La nostra attuale tecnologia missilistica in ambito aerospaziale si basa principalmente sulla potenza generata dai razzi chimici. É così sin dalla nascita di questo segmento e pur avendo affinato negli anni i processi costruttivi, tale approccio soffre di diversi limiti.
La storia ci insegna che gli sforzi focalizzati sulla ricerca di tecnologie innovative non sono mai venuti a mancare, spesso sfociando anche in progetti controversi come quello dell’EM Drive (propulsore a cavità risonante a radiofrequenza), soprannominato il Motore Impossibile, per il quale nessuno ad oggi ha potuto dimostrarne l’attuabilità, con buona pace di Newton e della sua terza Legge della dinamica.
La potenza chimica generata dai razzi di attuale utilizzo, come il Falcon 9 di SpaceX, Starship o il futuro SLS della NASA, si traduce in una spinta elevata ma ciò che viene a mancare è l’efficienza.
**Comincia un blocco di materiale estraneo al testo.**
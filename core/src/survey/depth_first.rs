use super::state::SurveyState;
use super::{Color, Survey};
use crate::error::SurveyError;
use crate::graph::{Graph, Vertex};
use tracing::trace;

/// Iterative depth-first survey.
///
/// Each vertex on the control stack keeps a cursor into its adjacency list,
/// so resuming a vertex continues the neighbor scan where it stopped
/// instead of restarting it. Discovery and finish times come from one
/// shared clock and therefore lie in `[0, 2 * vertex_count)`.
#[derive(Debug, Clone)]
pub struct DepthFirstSurvey {
    state: SurveyState,
    finish: Vec<Option<usize>>,
    cursor: Vec<usize>,
    stack: Vec<Vertex>,
}

impl DepthFirstSurvey {
    pub fn new(graph: &Graph) -> Self {
        Self::with_start(graph, 0)
    }

    pub fn with_start(graph: &Graph, start: Vertex) -> Self {
        Self {
            state: SurveyState::new(graph.vertex_count(), start),
            finish: vec![None; graph.vertex_count()],
            cursor: vec![0; graph.vertex_count()],
            stack: Vec::new(),
        }
    }

    pub fn finish_times(&self) -> &[Option<usize>] {
        &self.finish
    }

    pub fn finish_time(&self, vertex: Vertex) -> Option<usize> {
        self.finish.get(vertex).copied().flatten()
    }

    pub fn infinite_time(&self) -> usize {
        2 * self.vertex_count()
    }

    pub fn null_vertex(&self) -> Vertex {
        self.vertex_count()
    }

    /// Advances the cursor of `vertex` past neighbors that are no longer
    /// white and returns the first white one, if any.
    fn next_neighbor(&mut self, graph: &Graph, vertex: Vertex) -> Option<Vertex> {
        let neighbors = graph.neighbors(vertex);
        while let Some(&neighbor) = neighbors.get(self.cursor[vertex]) {
            if self.state.is_white(neighbor) {
                return Some(neighbor);
            }
            self.cursor[vertex] += 1;
        }
        None
    }

    fn trace_stack(&self) {
        trace!(stack = ?self.stack, "dfs control stack");
    }
}

impl Survey for DepthFirstSurvey {
    fn reset(&mut self, graph: &Graph) {
        self.stack.clear();
        if self.state.reset(graph.vertex_count()) {
            self.finish = vec![None; graph.vertex_count()];
            self.cursor = vec![0; graph.vertex_count()];
        } else {
            self.finish.fill(None);
            self.cursor.fill(0);
        }
    }

    fn search_all(&mut self, graph: &Graph) -> Result<(), SurveyError> {
        self.reset(graph);
        for root in self.state.root_order() {
            if self.state.is_white(root) {
                self.search_from(graph, root)?;
            }
        }
        Ok(())
    }

    fn search_from(&mut self, graph: &Graph, root: Vertex) -> Result<(), SurveyError> {
        self.state.check(graph, root)?;
        if !self.state.is_white(root) {
            return Ok(());
        }

        self.state.discover(root, None);
        self.stack.push(root);
        self.trace_stack();

        while let Some(&top) = self.stack.last() {
            match self.next_neighbor(graph, top) {
                Some(child) => {
                    self.state.discover(child, Some(top));
                    self.stack.push(child);
                }
                None => {
                    self.stack.pop();
                    self.state.finish(top);
                    self.finish[top] = Some(self.state.tick());
                }
            }
            self.trace_stack();
        }

        Ok(())
    }

    fn set_start(&mut self, start: Vertex) {
        self.state.start = start;
    }

    fn start(&self) -> Vertex {
        self.state.start
    }

    fn colors(&self) -> &[Color] {
        &self.state.colors
    }

    fn discovery_times(&self) -> &[Option<usize>] {
        &self.state.discovery
    }

    fn parents(&self) -> &[Option<Vertex>] {
        &self.state.parents
    }
}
I motori elettrici sono migliori sotto questo punto di vista, ma offrono una capacità di spinta minore. Prendiamo ad esempio i motori a ioni, possono rimanere attivi per periodi lunghi generando una spinta bassa, di conseguenza risultano generalmente più lenti e adatti ad una propulsione puramente spaziale per lunghe percorrenze.